The SEC also reinforced the importance of early self-reporting. Firms that disclose potential misconduct before the SEC becomes aware through other channels are more likely to receive cooperation credit.

Charges and Resolution

These remarks are not tied to a specific enforcement action but reflect the SEC’s current policy direction and enforcement priorities.

Why This Matters

For RIAs, this signals a more disciplined regulatory environment with a sharper focus on financial integrity and investor harm. While there may be less emphasis on purely technical violations, firms should not view this as reduced risk. Where investor harm is identified, the SEC is likely to pursue cases aggressively.

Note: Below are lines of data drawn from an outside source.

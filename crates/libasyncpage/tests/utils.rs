// Dead code detection breaks here, because the integration test crates all use a disjoint set of
// the pub items.
#![allow(dead_code)]

use libasyncpage::{Artifact, Document, RenderOptions, project};
use std::path::PathBuf;

/// Path of a file under `tests/fixtures`.
pub fn fixture_path(name: &str) -> PathBuf {
    PathBuf::from(env!("CARGO_MANIFEST_DIR"))
        .join("tests")
        .join("fixtures")
        .join(name)
}

pub fn load_fixture(name: &str) -> Document {
    Document::from_path(fixture_path(name)).unwrap()
}

/// Project a YAML document, returning the page contents if one was produced.
pub fn render_yaml(source: &str, options: RenderOptions) -> Option<String> {
    let document = Document::from_yaml(source).unwrap();
    project(&document, &options)
        .into_artifact()
        .map(Artifact::into_contents)
}

/// Project a YAML document with default options, expecting a page.
pub fn render(source: &str) -> String {
    render_yaml(source, RenderOptions::default()).expect("expected a page to be rendered")
}

pub fn render_document(document: &Document) -> String {
    project(document, &RenderOptions::default())
        .into_artifact()
        .expect("expected a page to be rendered")
        .into_contents()
}

/// Assert that every marker occurs in `html`, in the given order.
pub fn assert_in_order(html: &str, markers: &[&str]) {
    let mut last = 0;
    let mut last_marker = "<start>";
    for marker in markers {
        let position = html
            .find(marker)
            .unwrap_or_else(|| panic!("marker {marker:?} missing from:\n{html}"));
        assert!(
            position >= last,
            "marker {marker:?} at {position} precedes {last_marker:?} at {last}:\n{html}"
        );
        last = position;
        last_marker = marker;
    }
}

pub fn count(html: &str, needle: &str) -> usize {
    html.matches(needle).count()
}

#[macro_export]
macro_rules! gen_tests {
    ($prefix:ident, {
        $(renders {
            $name:ident: {
                input: $input:expr,
                present: [$($present:expr),* $(,)?],
                absent: [$($absent:expr),* $(,)?]
            }
        })*
        $(skips {
            $skip_name:ident: $skip_input:expr
        })*
    }) => {
        mod $prefix {
            use super::*;

            $(
                #[test]
                fn $name() {
                    let html = render($input);
                    $(
                        assert!(html.contains($present), "expected {:?} in:\n{}", $present, html);
                    )*
                    $(
                        assert!(!html.contains($absent), "unexpected {:?} in:\n{}", $absent, html);
                    )*
                }
            )*

            $(
                #[test]
                fn $skip_name() {
                    ::pretty_assertions::assert_eq!(render_yaml($skip_input, RenderOptions::default()), None);
                }
            )*
        }
    };
}
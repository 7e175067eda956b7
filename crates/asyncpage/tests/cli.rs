use assert_cmd::Command;
use predicates::prelude::*;
use std::{fs, path::Path};
use tempfile::TempDir;

const DOC: &str = r#"
asyncapi: 2.6.0
info:
  title: CLI API
  x-twitter: asyncapi
channels:
  user/signedup:
    subscribe:
      operationId: onUserSignedUp
      description: A user signed up.
externalDocs:
  url: https://example.com
"#;

const EMPTY_DOC: &str = "asyncapi: 2.6.0\ninfo:\n  title: Empty\n";

fn write_doc(dir: &Path, name: &str, source: &str) -> String {
    let path = dir.join(name);
    fs::write(&path, source).unwrap();
    path.to_str().unwrap().to_string()
}

fn asyncpage() -> Command {
    let mut cmd = Command::cargo_bin("asyncpage").unwrap();
    cmd.env_remove("ASYNCPAGE_MAX_TEXT_SIZE")
        .env_remove("ASYNCPAGE_COLOR")
        .env_remove("RUST_LOG");
    cmd
}

#[test]
fn test_generates_index_html() {
    let temp_dir = TempDir::new().unwrap();
    let doc = write_doc(temp_dir.path(), "asyncapi.yaml", DOC);
    let out = temp_dir.path().join("site");

    asyncpage()
        .arg(&doc)
        .arg("--output")
        .arg(&out)
        .assert()
        .success()
        .stdout(predicate::str::contains("index.html"));

    let html = fs::read_to_string(out.join("index.html")).unwrap();
    assert!(html.contains("<h1>CLI API</h1>"));
    assert!(html.contains("https://twitter.com/asyncapi"));
    assert!(html.contains("maxTextSize: 50000,"));
    assert!(out.join("style.css").exists());
}

#[test]
fn test_no_channels_writes_nothing() {
    let temp_dir = TempDir::new().unwrap();
    let doc = write_doc(temp_dir.path(), "asyncapi.yaml", EMPTY_DOC);
    let out = temp_dir.path().join("site");

    asyncpage()
        .arg(&doc)
        .arg("-o")
        .arg(&out)
        .assert()
        .success()
        .stdout(predicate::str::is_empty());

    assert!(!out.join("index.html").exists());
}

#[test]
fn test_stdout_with_param() {
    let temp_dir = TempDir::new().unwrap();
    let doc = write_doc(temp_dir.path(), "asyncapi.yaml", DOC);

    asyncpage()
        .args([doc.as_str(), "--stdout", "--color", "never", "-p", "maxTextSize=5000"])
        .assert()
        .success()
        .stdout(predicate::str::contains("maxTextSize: 5000,"))
        .stdout(predicate::str::contains("<!DOCTYPE html>"))
        .stdout(predicate::str::contains("\x1b[").not());
}

#[test]
fn test_flag_overrides_param_and_env() {
    let temp_dir = TempDir::new().unwrap();
    let doc = write_doc(temp_dir.path(), "asyncapi.yaml", DOC);

    asyncpage()
        .env("ASYNCPAGE_MAX_TEXT_SIZE", "7000")
        .args([doc.as_str(), "--stdout", "--no-frontmatter", "-p", "maxTextSize=5000"])
        .assert()
        .success()
        .stdout(predicate::str::contains("maxTextSize: 7000,"))
        .stdout(predicate::str::contains("<!-- settings").not());

    asyncpage()
        .args([doc.as_str(), "--stdout", "--max-text-size", "1234"])
        .assert()
        .success()
        .stdout(predicate::str::contains("maxTextSize: 1234,"));
}

#[test]
fn test_color_always_highlights() {
    let temp_dir = TempDir::new().unwrap();
    let doc = write_doc(temp_dir.path(), "asyncapi.yaml", DOC);

    asyncpage()
        .args([doc.as_str(), "--stdout", "--color", "always"])
        .assert()
        .success()
        .stdout(predicate::str::contains("\x1b["));
}

#[test]
fn test_raw_json() {
    let temp_dir = TempDir::new().unwrap();
    let doc = write_doc(temp_dir.path(), "asyncapi.yaml", DOC);

    asyncpage()
        .args([doc.as_str(), "--raw"])
        .assert()
        .success()
        .stdout(predicate::str::contains("\"operationId\": \"onUserSignedUp\""));
}

#[test]
fn test_invalid_param_fails() {
    let temp_dir = TempDir::new().unwrap();
    let doc = write_doc(temp_dir.path(), "asyncapi.yaml", DOC);

    asyncpage()
        .args([doc.as_str(), "--stdout", "-p", "maxTextSize=lots"])
        .assert()
        .failure()
        .code(1)
        .stderr(predicate::str::contains("Invalid value for parameter maxTextSize"));
}

#[test]
fn test_unsupported_version_fails() {
    let temp_dir = TempDir::new().unwrap();
    let doc = write_doc(
        temp_dir.path(),
        "asyncapi.yaml",
        "asyncapi: 3.0.0\ninfo:\n  title: Next\n",
    );

    asyncpage()
        .arg(&doc)
        .arg("-o")
        .arg(temp_dir.path().join("site"))
        .assert()
        .failure()
        .stderr(predicate::str::contains("Unsupported AsyncAPI version 3.0.0"));
}

#[test]
fn test_missing_document_fails() {
    let temp_dir = TempDir::new().unwrap();

    asyncpage()
        .arg(temp_dir.path().join("missing.yaml"))
        .arg("--stdout")
        .assert()
        .failure()
        .stderr(predicate::str::contains("failed to load"));
}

The renewed focus on materiality has direct implications for disclosures and marketing. Firms should ensure that statements are grounded in information that is relevant, supportable, and tied to investor decision-making.

The emphasis on early self-reporting increases pressure on firms to identify and escalate issues quickly. Delays may significantly limit the ability to obtain cooperation credit.

How SEC3 Compliance Can Help

SEC3 Compliance works with advisers to evaluate disclosure practices, strengthen financial controls, and assess enforcement risk in light of evolving SEC priorities. We help firms review policies, marketing materials, and internal processes, and support the development of escalation and self-reporting frameworks designed to preserve cooperation credit and mitigate regulatory exposure.

Need assistance with your compliance program? SEC’s team of experienced compliance professionals can help.

For more information, please email us at
info@sec3compliance.com, call (212) 706-4029 x 214, or visit our website at
www.sec3compliance.com.

SEC3 provides links to other publicly available legal and compliance websites for your convenience. These links have been selected because we believe they provide valuable information and guidance. The information in this e-newsletter is for general guidance only. It does not constitute legal advice, tax advice, accounting services, or professional consulting of any kind.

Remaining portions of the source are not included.